Work to complete: Copy each of the records exactly; leave nothing out.

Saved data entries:

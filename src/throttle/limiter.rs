//! Sliding-window request-rate limiter.

use std::collections::VecDeque;
use std::time::{Duration, Instant};

use crate::clock::{Clock, SystemClock};

/// A sliding-window rate limiter backed by a log of accepted-request
/// timestamps.
///
/// At any instant, the number of accepted requests inside the trailing
/// window never exceeds `max_requests` — for every trailing window of the
/// configured length, not just bucket-aligned ones. A fixed bucket would
/// admit up to twice the limit in a short span across a bucket boundary.
///
/// The limiter performs no internal synchronization; `try_acquire` takes
/// `&mut self`. One instance belongs to one logical session, and sharing
/// across threads is the owner's job (see [`SessionGate`]).
///
/// [`SessionGate`]: crate::session::SessionGate
pub struct RequestRateLimiter<C: Clock = SystemClock> {
    /// Maximum accepted requests inside the window.
    max_requests: u32,
    /// Length of the sliding window.
    window: Duration,
    /// Timestamps of accepted requests, oldest first.
    timestamps: VecDeque<Instant>,
    /// Time source.
    clock: C,
}

impl RequestRateLimiter<SystemClock> {
    /// Create a limiter on the system clock.
    pub fn new(max_requests: u32, window: Duration) -> Self {
        Self::with_clock(max_requests, window, SystemClock)
    }
}

impl<C: Clock> RequestRateLimiter<C> {
    /// Create a limiter with an explicit time source.
    pub fn with_clock(max_requests: u32, window: Duration, clock: C) -> Self {
        Self {
            max_requests,
            window,
            timestamps: VecDeque::new(),
            clock,
        }
    }

    /// Decide whether a request may proceed right now.
    ///
    /// Prunes expired entries, then accepts and records the request if the
    /// window has a free slot. Rejected attempts are never recorded, so a
    /// denied caller does not push its own retry further out.
    pub fn try_acquire(&mut self) -> bool {
        let now = self.clock.now();
        self.prune(now);

        if (self.timestamps.len() as u32) < self.max_requests {
            self.timestamps.push_back(now);
            true
        } else {
            false
        }
    }

    /// Minimum wait until `try_acquire` could next return `true`.
    ///
    /// Zero when nothing has been accepted yet or the oldest entry has
    /// already expired. This is a lower bound: when the limiter is under
    /// capacity, `try_acquire` already succeeds. Does not mutate the log;
    /// `try_acquire` remains the authoritative check.
    pub fn time_until_next_slot(&self) -> Duration {
        let Some(oldest) = self.timestamps.front() else {
            return Duration::ZERO;
        };
        let elapsed = self.clock.now().duration_since(*oldest);
        self.window.saturating_sub(elapsed)
    }

    /// Number of non-expired accepted requests in the window.
    pub fn current_count(&self) -> u32 {
        let now = self.clock.now();
        self.timestamps
            .iter()
            .filter(|t| now.duration_since(**t) < self.window)
            .count() as u32
    }

    /// The configured request limit.
    pub fn max_requests(&self) -> u32 {
        self.max_requests
    }

    /// The configured window length.
    pub fn window(&self) -> Duration {
        self.window
    }

    /// Drop entries that have aged out of the window.
    ///
    /// An entry exactly `window` old is expired: the slot it held is free
    /// again.
    fn prune(&mut self, now: Instant) {
        while self
            .timestamps
            .front()
            .is_some_and(|t| now.duration_since(*t) >= self.window)
        {
            self.timestamps.pop_front();
        }
    }
}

Answer for this exercise:
filename src/throttle/limiter.rs
//! Sliding-window request-rate limiter.

use std::collections::VecDeque;
use std::time::{Duration, Instant};

use crate::clock::{Clock, SystemClock};

/// A sliding-window rate limiter backed by a log of accepted-request
/// timestamps.
///
/// At any instant, the number of accepted requests inside the trailing
/// window never exceeds `max_requests` — for every trailing window of the
/// configured length, not just bucket-aligned ones. A fixed bucket would
/// admit up to twice the limit in a short span across a bucket boundary.
///
/// The limiter performs no internal synchronization; `try_acquire` takes
/// `&mut self`. One instance belongs to one logical session, and sharing
/// across threads is the owner's job (see [`SessionGate`]).
///
/// [`SessionGate`]: crate::session::SessionGate
pub struct RequestRateLimiter<C: Clock = SystemClock> {
    /// Maximum accepted requests inside the window.
    max_requests: u32,
    /// Length of the sliding window.
    window: Duration,
    /// Timestamps of accepted requests, oldest first.
    timestamps: VecDeque<Instant>,
    /// Time source.
    clock: C,
}

impl RequestRateLimiter<SystemClock> {
    /// Create a limiter on the system clock.
    pub fn new(max_requests: u32, window: Duration) -> Self {
        Self::with_clock(max_requests, window, SystemClock)
    }
}

impl<C: Clock> RequestRateLimiter<C> {
    /// Create a limiter with an explicit time source.
    pub fn with_clock(max_requests: u32, window: Duration, clock: C) -> Self {
        Self {
            max_requests,
            window,
            timestamps: VecDeque::new(),
            clock,
        }
    }

    /// Decide whether a request may proceed right now.
    ///
    /// Prunes expired entries, then accepts and records the request if the
    /// window has a free slot. Rejected attempts are never recorded, so a
    /// denied caller does not push its own retry further out.
    pub fn try_acquire(&mut self) -> bool {
        let now = self.clock.now();
        self.prune(now);

        if (self.timestamps.len() as u32) < self.max_requests {
            self.timestamps.push_back(now);
            true
        } else {
            false
        }
    }

    /// Minimum wait until `try_acquire` could next return `true`.
    ///
    /// Zero when nothing has been accepted yet or the oldest entry has
    /// already expired. This is a lower bound: when the limiter is under
    /// capacity, `try_acquire` already succeeds. Does not mutate the log;
    /// `try_acquire` remains the authoritative check.
    pub fn time_until_next_slot(&self) -> Duration {
        let Some(oldest) = self.timestamps.front() else {
            return Duration::ZERO;
        };
        let elapsed = self.clock.now().duration_since(*oldest);
        self.window.saturating_sub(elapsed)
    }

    /// Number of non-expired accepted requests in the window.
    pub fn current_count(&self) -> u32 {
        let now = self.clock.now();
        self.timestamps
            .iter()
            .filter(|t| now.duration_since(**t) < self.window)
            .count() as u32
    }

    /// The configured request limit.
    pub fn max_requests(&self) -> u32 {
        self.max_requests
    }

    /// The configured window length.
    pub fn window(&self) -> Duration {
        self.window
    }

    /// Drop entries that have aged out of the window.
    ///
    /// An entry exactly `window` old is expired: the slot it held is free
    /// again.
    fn prune(&mut self, now: Instant) {
        while self
            .timestamps
            .front()
            .is_some_and(|t| now.duration_since(*t) >= self.window)
        {
            self.timestamps.pop_front();
        }
    }
}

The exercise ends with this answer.